That was a… unique week. I was holidaying with gaychums John and Roger at the Barbados Apartments in Playa del Ingles in Gran Canaria, an area described variously as Spanish Brighton or Disneyland for Gays (though Disneyland is pretty gay already if you ask me). I returned light of head, light of wallet and lobsterish of hue, with a blue-edged soul flecked with volcanic sand and the fag lag of New York time on the Gran Canaria clock.
Our days enjoyed noon-ish starts, late lunches, a couple of hours of gay beach, silent contemplation/internet, dinner at ten, partying until late/early, and bed. We never left the bars before 2am, and were dirty rotten stop-outs until 5am more than once. According to my extensive records this was the greatest number of consecutive late nights + drink + dancing I have yet experienced. And I enjoyed it. The novelty played a part I’m sure; the sun and heat too. Plus scenery of both landscape and portrait aspects.
The gay beach, to a first approximation, consisted of older, larger, leather-skinned Germans working on their all-overs, and younger, lightly bronzed gym residents with stomachs you could bounce 5ps on. Coming a distant third were the Persil-white Brits and Irish, embracing the empinkening with relish, beer and insufficient sunscreen. Poor John overdid it that first day and a shoulder blistered up. Memo: ice, not aftersun.
The fastest path to the gay beach crossed a stunning expanse of sand dunes. These have a capital-R-Reputation, of which we saw some evidence from a safe distance. A few weeks before the holiday I had a dream in which I said the words “meandering through the sand dunes of Sodom.” It made me wake up laughing. It also led our friend Ali to create a T-shirt for the holiday, which I’m ashamed to say I didn’t wear lest it be misconstrued. I might bring it out for special occasions.
The central gay area in Playa del Ingles is the Yumbo. Drab, sun-bleached tat-n-caff shopping centre by day, it transforms into gay bars, clubs and… other establishments after dark. A bizarre juxtaposition of trashy drag acts, presentably seedy leather-clad dancers, decidedly sleazy entrances into dens of unknown sordidness, and families with young kids wandering about at midnight. Funny lot these continentals.
We favoured La Leche, a light, open, breezy bar with milk-based decor, yer standard pop toons and the occasional live act. We also haunted clubs like Mykonos and Mantrix (less seedy than it sounds). We saw many of the same faces day after day wherever we went – a quintet of Dutch guys, including it seems the Milky Bar Kid himself, seemed to stalk our every move.

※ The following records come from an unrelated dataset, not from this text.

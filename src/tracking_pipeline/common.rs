//! Common utilities module
//!
//! Error taxonomy and step timing shared by every pipeline stage.

pub mod error;
pub mod timing;

pub use error::{NativeCode, Result, TrackerError};
pub use timing::{PipelineTimings, StepTiming, Timer};
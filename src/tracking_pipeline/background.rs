//! Background baseline module

mod model;
mod store;
mod tiff_store;

pub use model::BackgroundModel;
pub use store::BaselineStore;
pub use tiff_store::TiffBaselineStore;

We didn’t dare visit Bunker, Gran Canaria’s self-proclaimed sleaziest establishment. The posters boasted/warned “anything goes”. I imagined a gruff Yorkshire-born manager running the place, slouched at the bar surrounded by gin and depravity with some form of jazz cigarette dangling limply from his lips, casting a lazy botoxed eye over the writhing dancers and occasionally crying out “Maureen! Maureen! Clean up in suckateria three!” to a long-suffering post-op assistant. There is, you might not like to know, a web site; it is unlikely to be safe for your workplace.
Our hotel was pleasant enough. Stamped gay-friendly on Thomson’s web site to ward off the loons, it was nevertheless virtually gay-empty on our holiday. A few twinks here, an ambiguous twosome there. Mostly Spanish families with holiday apartments decorated by blindfolded dustmen and Blue Peter competition winners and, oddly, a great number of straight Irish teenagers permanently on the cusp of being ejected by management for booze-related noisiness. One of them, in a conspiratorial whisper, asked me what I thought our swimming pool resembled. He agreed.

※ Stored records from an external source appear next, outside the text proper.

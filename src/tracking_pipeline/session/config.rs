//! Tracking session configuration types

use std::time::Duration;

use crate::tracking_pipeline::common::error::{Result, TrackerError};
use crate::tracking_pipeline::preprocess::{DepthWindow, Region};
use crate::tracking_pipeline::source::SourceKind;

impl SourceKind {
    /// Part of the sensor's field of view that covers the tracking arena.
    pub fn default_crop(self) -> Region {
        match self {
            SourceKind::Color => Region::from_corners(400, 240, 1710, 850),
            SourceKind::Depth => Region::from_corners(45, 40, 475, 250),
        }
    }
}

/// Configuration for a tracking session
#[derive(Debug, Clone)]
pub struct TrackerConfig {
    /// Sensor stream to track in
    pub source: SourceKind,
    /// Skip background subtraction and tracking; emit grayscale frames only
    pub raw_mode: bool,
    /// Box blur kernel applied to each frame (and to the captured baseline)
    pub blur_size: u32,
    /// Box blur kernel applied to the background difference before thresholding
    pub mask_smoothing: u32,
    /// Difference values strictly above this become foreground
    pub threshold: u8,
    /// Blobs must have a fitted radius strictly above this to be tracked
    pub minimum_radius: f32,
    /// How long one acquisition may block before the session is aborted
    pub acquire_timeout: Duration,
    /// Pause between polls while the sensor has nothing new
    pub poll_interval: Duration,
    /// Depth intensity window
    pub depth_window: DepthWindow,
    /// Region of interest; `None` processes the full frame
    pub crop: Option<Region>,
}

impl Default for TrackerConfig {
    fn default() -> Self {
        Self {
            source: SourceKind::Depth,
            raw_mode: false,
            blur_size: 15,
            mask_smoothing: 1,
            threshold: 30,
            minimum_radius: 6.0,
            acquire_timeout: Duration::from_millis(5000),
            poll_interval: Duration::from_millis(1),
            depth_window: DepthWindow::default(),
            crop: Some(SourceKind::Depth.default_crop()),
        }
    }
}

impl TrackerConfig {
    pub fn builder() -> TrackerConfigBuilder {
        TrackerConfigBuilder::default()
    }

    /// Width and height of the frames handed to preprocessing after cropping.
    pub fn frame_dimensions(&self) -> (u32, u32) {
        match self.crop {
            Some(region) => (region.width, region.height),
            None => (self.source.width() as u32, self.source.height() as u32),
        }
    }

    pub fn validate(&self) -> Result<()> {
        for (name, kernel) in [("blur_size", self.blur_size), ("mask_smoothing", self.mask_smoothing)] {
            if kernel == 0 || kernel % 2 == 0 {
                return Err(TrackerError::InvalidConfig(format!(
                    "{} must be an odd kernel size >= 1, got {}",
                    name, kernel
                )));
            }
        }

        if self.depth_window.range_delta == 0 || self.depth_window.range_delta > DepthWindow::MAX_DELTA {
            return Err(TrackerError::InvalidConfig(format!(
                "depth window width must be within 1..={}, got {}",
                DepthWindow::MAX_DELTA,
                self.depth_window.range_delta
            )));
        }

        if !self.minimum_radius.is_finite() {
            return Err(TrackerError::InvalidConfig(format!(
                "minimum_radius must be finite, got {}",
                self.minimum_radius
            )));
        }

        if self.acquire_timeout.is_zero() {
            return Err(TrackerError::InvalidConfig("acquire_timeout must be positive".to_string()));
        }

        if let Some(region) = self.crop {
            let (width, height) = (self.source.width() as u32, self.source.height() as u32);
            if !region.fits_within(width, height) {
                return Err(TrackerError::InvalidConfig(format!(
                    "crop {:?} does not fit the {}x{} {} frame",
                    region, width, height, self.source
                )));
            }
        }

        Ok(())
    }
}

/// Builder for TrackerConfig
#[derive(Default)]
pub struct TrackerConfigBuilder {
    source: Option<SourceKind>,
    raw_mode: Option<bool>,
    blur_size: Option<u32>,
    mask_smoothing: Option<u32>,
    threshold: Option<u8>,
    minimum_radius: Option<f32>,
    acquire_timeout: Option<Duration>,
    poll_interval: Option<Duration>,
    depth_window: Option<DepthWindow>,
    crop: Option<Option<Region>>,
}

impl TrackerConfigBuilder {
    pub fn source(mut self, source: SourceKind) -> Self {
        self.source = Some(source);
        self
    }

    pub fn raw_mode(mut self, enable: bool) -> Self {
        self.raw_mode = Some(enable);
        self
    }

    pub fn blur_size(mut self, size: u32) -> Self {
        self.blur_size = Some(size);
        self
    }

    pub fn mask_smoothing(mut self, size: u32) -> Self {
        self.mask_smoothing = Some(size);
        self
    }

    pub fn threshold(mut self, value: u8) -> Self {
        self.threshold = Some(value);
        self
    }

    pub fn minimum_radius(mut self, radius: f32) -> Self {
        self.minimum_radius = Some(radius);
        self
    }

    pub fn acquire_timeout(mut self, timeout: Duration) -> Self {
        self.acquire_timeout = Some(timeout);
        self
    }

    pub fn poll_interval(mut self, interval: Duration) -> Self {
        self.poll_interval = Some(interval);
        self
    }

    pub fn depth_window(mut self, window: DepthWindow) -> Self {
        self.depth_window = Some(window);
        self
    }

    /// Overrides the source's default region of interest. `None` keeps the full frame.
    pub fn crop(mut self, crop: Option<Region>) -> Self {
        self.crop = Some(crop);
        self
    }

    pub fn build(self) -> TrackerConfig {
        let default = TrackerConfig::default();
        let source = self.source.unwrap_or(default.source);
        TrackerConfig {
            source,
            raw_mode: self.raw_mode.unwrap_or(default.raw_mode),
            blur_size: self.blur_size.unwrap_or(default.blur_size),
            mask_smoothing: self.mask_smoothing.unwrap_or(default.mask_smoothing),
            threshold: self.threshold.unwrap_or(default.threshold),
            minimum_radius: self.minimum_radius.unwrap_or(default.minimum_radius),
            acquire_timeout: self.acquire_timeout.unwrap_or(default.acquire_timeout),
            poll_interval: self.poll_interval.unwrap_or(default.poll_interval),
            depth_window: self.depth_window.unwrap_or(default.depth_window),
            crop: self.crop.unwrap_or(Some(source.default_crop())),
        }
    }
}

#[cfg(test)]
mod tests {
    use super::*;

    #[test]
    fn test_config_builder() {
        let config = TrackerConfig::builder()
            .source(SourceKind::Color)
            .raw_mode(true)
            .blur_size(7)
            .threshold(42)
            .minimum_radius(10.0)
            .acquire_timeout(Duration::from_millis(250))
            .build();

        assert_eq!(config.source, SourceKind::Color);
        assert!(config.raw_mode);
        assert_eq!(config.blur_size, 7);
        assert_eq!(config.threshold, 42);
        assert_eq!(config.minimum_radius, 10.0);
        assert_eq!(config.acquire_timeout, Duration::from_millis(250));
        assert_eq!(config.mask_smoothing, 1);
        assert_eq!(config.crop, Some(SourceKind::Color.default_crop()));
        assert!(config.validate().is_ok());
    }

    #[test]
    fn test_defaults_are_valid() {
        let config = TrackerConfig::default();
        assert!(config.validate().is_ok());
        assert_eq!(config.frame_dimensions(), (430, 210));
    }

    #[test]
    fn test_full_frame_dimensions() {
        let config = TrackerConfig::builder().source(SourceKind::Color).crop(None).build();
        assert_eq!(config.frame_dimensions(), (1920, 1080));
    }

    #[test]
    fn test_even_kernel_is_rejected() {
        let config = TrackerConfig::builder().blur_size(8).build();
        assert!(matches!(config.validate(), Err(TrackerError::InvalidConfig(_))));

        let config = TrackerConfig::builder().mask_smoothing(0).build();
        assert!(matches!(config.validate(), Err(TrackerError::InvalidConfig(_))));
    }

    #[test]
    fn test_window_wider_than_a_byte_is_rejected() {
        let config = TrackerConfig::builder()
            .depth_window(DepthWindow::new(600, 300))
            .build();
        assert!(matches!(config.validate(), Err(TrackerError::InvalidConfig(_))));

        let config = TrackerConfig::builder()
            .depth_window(DepthWindow::new(600, 256))
            .build();
        assert!(config.validate().is_ok());
    }

    #[test]
    fn test_crop_outside_the_sensor_is_rejected() {
        // The color region does not fit a depth frame.
        let config = TrackerConfig::builder()
            .source(SourceKind::Depth)
            .crop(Some(SourceKind::Color.default_crop()))
            .build();
        assert!(matches!(config.validate(), Err(TrackerError::InvalidConfig(_))));
    }

    #[test]
    fn test_zero_timeout_is_rejected() {
        let config = TrackerConfig::builder().acquire_timeout(Duration::ZERO).build();
        assert!(matches!(config.validate(), Err(TrackerError::InvalidConfig(_))));
    }
}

We found, to our surprise, a couple of decent restaurants. Not just resort-decent, but decent-decent. La Liguria just opposite our hotel was a fine Italian with freshly made pasta and other delights. Mundo, down the road, was oddly decorated but busy and equally excellent: when the waiter/proprietor recommends you don’t order something on the menu you know you’ll eat well.
I’m almost shocked to say I think I’ll return to the area again. A different time of year, though – gay high season, October to March – and it’d be fun to stay in an exclusively gay hotel if only for the lols. I might need a little recovery time first, though. And a flat stomach.
What about smoking? Whenever I go on holiday I am always amused at Europeans (especially Russians) who seem to use it as an opportunity to get cancer.
Taking no chances, they get the maximum amount of sun exposure possible so that they get cancer on the outside, and then chain smoke so they can get cancer on the inside too. I’m sure if there were other reliable ways to get cancer they’d be doing that too.
There was quite a bit of smoking in the bars and clubs. Odd for us, since the smoking ban in the UK means everywhere inside is smoke-free these days.